Task description = When the word "InvalidBody" shows up in a line of the data below, copy that whole line.

Start of Stored data

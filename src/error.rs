use thiserror::Error;

use crate::body::BodyId;

/// Failures surfaced by the simulation engine.
///
/// None of these are retried internally; a failing call leaves the engine
/// state exactly as it was before the call.
#[derive(Error, Debug, Clone, PartialEq)]
pub enum EngineError {
    #[error("bodies {first} and {second} occupy the same point")]
    DegenerateGeometry { first: BodyId, second: BodyId },

    #[error(
        "step size search did not converge after {iterations} iterations (dt = {dt}, max travel = {max_travel})"
    )]
    StepConvergence {
        iterations: u32,
        dt: f64,
        max_travel: f64,
    },

    #[error("invalid body: {0}")]
    InvalidBody(&'static str),

    #[error("invalid time step {0}")]
    InvalidStep(f64),

    #[error("invalid configuration: {0}")]
    Config(String),
}

pub type Result<T> = std::result::Result<T, EngineError>;
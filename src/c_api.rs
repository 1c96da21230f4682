//! C ABI over [`SimulationEngine`].
//!
//! Fallible calls return `0` on success and a negative [`Status`] code on
//! failure. A null handle is reported as [`Status::NullHandle`].

use crate::{
    body::Body,
    error::EngineError,
    simulation::SimulationEngine,
};

#[repr(i32)]
#[derive(Clone, Copy, Debug, PartialEq, Eq)]
pub enum Status {
    Ok = 0,
    NullHandle = -1,
    DegenerateGeometry = -2,
    StepConvergence = -3,
    InvalidBody = -4,
    InvalidStep = -5,
    Config = -6,
}

impl From<&EngineError> for Status {
    fn from(err: &EngineError) -> Self {
        match err {
            EngineError::DegenerateGeometry { .. } => Status::DegenerateGeometry,
            EngineError::StepConvergence { .. } => Status::StepConvergence,
            EngineError::InvalidBody(_) => Status::InvalidBody,
            EngineError::InvalidStep(_) => Status::InvalidStep,
            EngineError::Config(_) => Status::Config,
        }
    }
}

#[unsafe(no_mangle)]
pub extern "C" fn Simulation_Create() -> *mut SimulationEngine {
    Box::into_raw(Box::new(SimulationEngine::new()))
}

#[unsafe(no_mangle)]
pub unsafe extern "C" fn Simulation_Destroy(handle: *mut SimulationEngine) {
    if !handle.is_null() {
        unsafe { drop(Box::from_raw(handle)) };
    }
}

/// Adds a body; on success its id is written to `out_id` when non-null.
#[unsafe(no_mangle)]
pub unsafe extern "C" fn Simulation_AddObject(
    handle: *mut SimulationEngine,
    x: f64,
    y: f64,
    mass: f64,
    radius: f64,
    vx: f64,
    vy: f64,
    out_id: *mut u64,
) -> i32 {
    let Some(sim) = (unsafe { handle.as_mut() }) else {
        return Status::NullHandle as i32;
    };

    match sim.add_object(Body::new(x, y, mass, radius).with_velocity(vx, vy)) {
        Ok(id) => {
            if let Some(out) = unsafe { out_id.as_mut() } {
                *out = id.0;
            }
            Status::Ok as i32
        }
        Err(e) => Status::from(&e) as i32,
    }
}

/// Adaptive step; the step size used is written to `out_dt` when non-null.
#[unsafe(no_mangle)]
pub unsafe extern "C" fn Simulation_Step(handle: *mut SimulationEngine, out_dt: *mut f64) -> i32 {
    let Some(sim) = (unsafe { handle.as_mut() }) else {
        return Status::NullHandle as i32;
    };

    match sim.step() {
        Ok(dt) => {
            if let Some(out) = unsafe { out_dt.as_mut() } {
                *out = dt;
            }
            Status::Ok as i32
        }
        Err(e) => Status::from(&e) as i32,
    }
}

#[unsafe(no_mangle)]
pub unsafe extern "C" fn Simulation_StepBy(handle: *mut SimulationEngine, dt: f64) -> i32 {
    let Some(sim) = (unsafe { handle.as_mut() }) else {
        return Status::NullHandle as i32;
    };

    match sim.step_by(dt) {
        Ok(()) => Status::Ok as i32,
        Err(e) => Status::from(&e) as i32,
    }
}

#[unsafe(no_mangle)]
pub unsafe extern "C" fn Simulation_GetBodyCount(handle: *const SimulationEngine) -> usize {
    unsafe { handle.as_ref() }.map_or(0, |sim| sim.objects().len())
}

/// Pointer to the live bodies; valid until the next mutating call.
#[unsafe(no_mangle)]
pub unsafe extern "C" fn Simulation_GetBodies(handle: *const SimulationEngine) -> *const Body {
    unsafe { handle.as_ref() }.map_or(std::ptr::null(), |sim| sim.objects().as_ptr())
}

#[unsafe(no_mangle)]
pub unsafe extern "C" fn Simulation_GetDt(handle: *const SimulationEngine) -> f64 {
    unsafe { handle.as_ref() }.map_or(0.0, |sim| sim.dt())
}

#[cfg(test)]
mod tests {
    use super::*;

    #[test]
    fn round_trip_through_handle() {
        let handle = Simulation_Create();
        let mut id = u64::MAX;

        unsafe {
            assert_eq!(
                Simulation_AddObject(handle, 0.0, 0.0, 5.97e24, 6.4e6, 0.0, 0.0, &mut id),
                0
            );
            assert_eq!(id, 0);
            assert_eq!(
                Simulation_AddObject(handle, 3.84e8, 0.0, 7.35e22, 1.7e6, 0.0, 0.0, &mut id),
                0
            );
            assert_eq!(id, 1);
            assert_eq!(Simulation_GetBodyCount(handle), 2);

            let mut dt = 0.0;
            assert_eq!(Simulation_Step(handle, &mut dt), 0);
            assert_eq!(dt, Simulation_GetDt(handle));
            assert_eq!(Simulation_StepBy(handle, 60.0), 0);

            let bodies = std::slice::from_raw_parts(
                Simulation_GetBodies(handle),
                Simulation_GetBodyCount(handle),
            );
            assert_eq!(bodies[1].id().0, 1);

            Simulation_Destroy(handle);
        }
    }

    #[test]
    fn errors_map_to_status_codes() {
        let handle = Simulation_Create();
        unsafe {
            assert_eq!(
                Simulation_AddObject(handle, 0.0, 0.0, -1.0, 1.0, 0.0, 0.0, std::ptr::null_mut()),
                Status::InvalidBody as i32
            );
            assert_eq!(Simulation_StepBy(handle, 0.0), Status::InvalidStep as i32);
            Simulation_Destroy(handle);

            let null = std::ptr::null_mut();
            assert_eq!(Simulation_StepBy(null, 1.0), Status::NullHandle as i32);
            assert_eq!(Simulation_GetBodyCount(null), 0);
            assert!(Simulation_GetBodies(null).is_null());
        }
    }
}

End of Stored data

Answer section =
    InvalidBody(&'static str),
    InvalidBody = -4,
            EngineError::InvalidBody(_) => Status::InvalidBody,
                Status::InvalidBody as i32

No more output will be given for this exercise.